One of the best things I can say about this movie is that I would happily play all four of these games. Mruz and his subjects do a terrific job of selling the appeal and stories of their games even if there’s not enough time to get into the weeds of how the games are played (a not atypical situation for adult board games and their complicated rules; they’re not making Chutes and Ladders here). What makes these games appealing isn’t necessarily whether or not they’re fun (again, there’s no time to get into the details of play), but that we get wrapped up in the passion of their creators. When Serrato talks about how games kept him off the streets growing up or Balagamwala expresses that Arranged! is born out of her real experiences, that makes the games feel more like a fun distraction. You’re seeing a different kind of artistic expression even though we wouldn’t instantly categorize board games as an “art form.”

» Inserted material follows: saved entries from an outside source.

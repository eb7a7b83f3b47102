//! Mock generation backend for deterministic testing.
//!
//! Replies are chosen in this order: the next scripted reply, the first
//! mapping whose needle occurs in the prompt, then the default response.
//!
//! ```rust,ignore
//! use saga_inference::mock::MockGenerationBackend;
//! use saga_core::GenerationBackend;
//!
//! let backend = MockGenerationBackend::new().with_fixed_response(r#"{"events": []}"#);
//! let reply = backend.generate("anything").await.unwrap();
//! assert_eq!(reply, r#"{"events": []}"#);
//! assert_eq!(backend.generate_call_count(), 1);
//! ```

use std::collections::VecDeque;
use std::sync::atomic::{AtomicUsize, Ordering};
use std::sync::{Arc, Mutex};

use async_trait::async_trait;

use saga_core::{Error, GenerationBackend, Result};

/// One scripted outcome for the next generation call.
#[derive(Debug, Clone)]
pub enum MockReply {
    Text(String),
    Unavailable(String),
}

#[derive(Debug, Clone)]
pub struct MockCall {
    pub system: String,
    pub prompt: String,
    pub timestamp: std::time::Instant,
}

#[derive(Debug, Clone)]
struct MockConfig {
    model: String,
    mappings: Vec<(String, String)>,
    default_response: String,
    latency_ms: u64,
    slow_needles: Vec<(String, u64)>,
    failure_rate: f64,
    healthy: bool,
}

impl Default for MockConfig {
    fn default() -> Self {
        Self {
            model: "mock-model".to_string(),
            mappings: Vec::new(),
            default_response: r#"{"events": [], "connections": []}"#.to_string(),
            latency_ms: 0,
            slow_needles: Vec::new(),
            failure_rate: 0.0,
            healthy: true,
        }
    }
}

/// Mock generation backend for testing.
#[derive(Clone)]
pub struct MockGenerationBackend {
    config: Arc<MockConfig>,
    script: Arc<Mutex<VecDeque<MockReply>>>,
    call_log: Arc<Mutex<Vec<MockCall>>>,
    in_flight: Arc<AtomicUsize>,
    peak_in_flight: Arc<AtomicUsize>,
}

impl MockGenerationBackend {
    pub fn new() -> Self {
        Self {
            config: Arc::new(MockConfig::default()),
            script: Arc::new(Mutex::new(VecDeque::new())),
            call_log: Arc::new(Mutex::new(Vec::new())),
            in_flight: Arc::new(AtomicUsize::new(0)),
            peak_in_flight: Arc::new(AtomicUsize::new(0)),
        }
    }

    pub fn with_model(mut self, model: impl Into<String>) -> Self {
        Arc::make_mut(&mut self.config).model = model.into();
        self
    }

    /// Reply used when no script entry or mapping applies.
    pub fn with_fixed_response(mut self, response: impl Into<String>) -> Self {
        Arc::make_mut(&mut self.config).default_response = response.into();
        self
    }

    /// Reply with `output` whenever the prompt contains `needle`.
    pub fn with_response_mapping(
        mut self,
        needle: impl Into<String>,
        output: impl Into<String>,
    ) -> Self {
        Arc::make_mut(&mut self.config)
            .mappings
            .push((needle.into(), output.into()));
        self
    }

    pub fn with_latency_ms(mut self, latency_ms: u64) -> Self {
        Arc::make_mut(&mut self.config).latency_ms = latency_ms;
        self
    }

    /// Add `latency_ms` to calls whose prompt contains `needle`.
    pub fn with_latency_for(mut self, needle: impl Into<String>, latency_ms: u64) -> Self {
        Arc::make_mut(&mut self.config)
            .slow_needles
            .push((needle.into(), latency_ms));
        self
    }

    /// Fail this fraction (0.0 - 1.0) of calls with `ServiceUnavailable`.
    pub fn with_failure_rate(mut self, rate: f64) -> Self {
        Arc::make_mut(&mut self.config).failure_rate = rate.clamp(0.0, 1.0);
        self
    }

    pub fn with_health(mut self, healthy: bool) -> Self {
        Arc::make_mut(&mut self.config).healthy = healthy;
        self
    }

    /// Queue a reply for the next call. Queued replies are consumed in order.
    pub fn push_reply(&self, reply: MockReply) {
        self.script.lock().unwrap().push_back(reply);
    }

    pub fn get_calls(&self) -> Vec<MockCall> {
        self.call_log.lock().unwrap().clone()
    }

    pub fn clear_calls(&self) {
        self.call_log.lock().unwrap().clear()
    }

    pub fn generate_call_count(&self) -> usize {
        self.call_log.lock().unwrap().len()
    }

    /// Highest number of calls observed running at the same time.
    pub fn peak_concurrency(&self) -> usize {
        self.peak_in_flight.load(Ordering::SeqCst)
    }

    fn should_fail(&self) -> bool {
        use rand::Rng;
        self.config.failure_rate > 0.0 && rand::thread_rng().gen::<f64>() < self.config.failure_rate
    }

    fn pick_reply(&self, prompt: &str) -> MockReply {
        if let Some(reply) = self.script.lock().unwrap().pop_front() {
            return reply;
        }
        if self.should_fail() {
            return MockReply::Unavailable("simulated failure".to_string());
        }
        let text = self
            .config
            .mappings
            .iter()
            .find(|(needle, _)| prompt.contains(needle.as_str()))
            .map(|(_, output)| output.clone())
            .unwrap_or_else(|| self.config.default_response.clone());
        MockReply::Text(text)
    }

    async fn respond(&self, system: &str, prompt: &str) -> Result<String> {
        self.call_log.lock().unwrap().push(MockCall {
            system: system.to_string(),
            prompt: prompt.to_string(),
            timestamp: std::time::Instant::now(),
        });

        let reply = self.pick_reply(prompt);

        let now = self.in_flight.fetch_add(1, Ordering::SeqCst) + 1;
        self.peak_in_flight.fetch_max(now, Ordering::SeqCst);

        let extra: u64 = self
            .config
            .slow_needles
            .iter()
            .filter(|(needle, _)| prompt.contains(needle.as_str()))
            .map(|(_, ms)| ms)
            .sum();
        let latency_ms = self.config.latency_ms + extra;
        if latency_ms > 0 {
            tokio::time::sleep(tokio::time::Duration::from_millis(latency_ms)).await;
        }

        self.in_flight.fetch_sub(1, Ordering::SeqCst);

        match reply {
            MockReply::Text(text) => Ok(text),
            MockReply::Unavailable(msg) => Err(Error::ServiceUnavailable(msg)),
        }
    }
}

impl Default for MockGenerationBackend {
    fn default() -> Self {
        Self::new()
    }
}

#[async_trait]
impl GenerationBackend for MockGenerationBackend {
    async fn generate(&self, prompt: &str) -> Result<String> {
        self.respond("", prompt).await
    }

    async fn generate_with_system(&self, system: &str, prompt: &str) -> Result<String> {
        self.respond(system, prompt).await
    }

    fn model_name(&self) -> &str {
        &self.config.model
    }

    async fn health_check(&self) -> Result<bool> {
        Ok(self.config.healthy)
    }
}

And yet looking at the process these creators go through, you can see all the parallels of other artistic pursuits. Sure, there are elements like play mechanics and playtesting, but a movie has story structures and test screenings. Furthermore, Gamemaster stresses that designing board games is not the industry for people that want to become wealthy, overnight success stories. Even Elan Lee, who had a massive Kickstarter hit with Exploding Kittens explains that raking in $9 million in backing was just enough to allow them to start a business rather than retiring on an exotic beach. But that’s the same place artists come from: they do it because they are creatively pushed to do so, and then figure out a way to make some kind of a living off that artwork. If you’re looking at it from the cold calculus of how to make money rather than enjoying the design process, then this isn’t the industry for you.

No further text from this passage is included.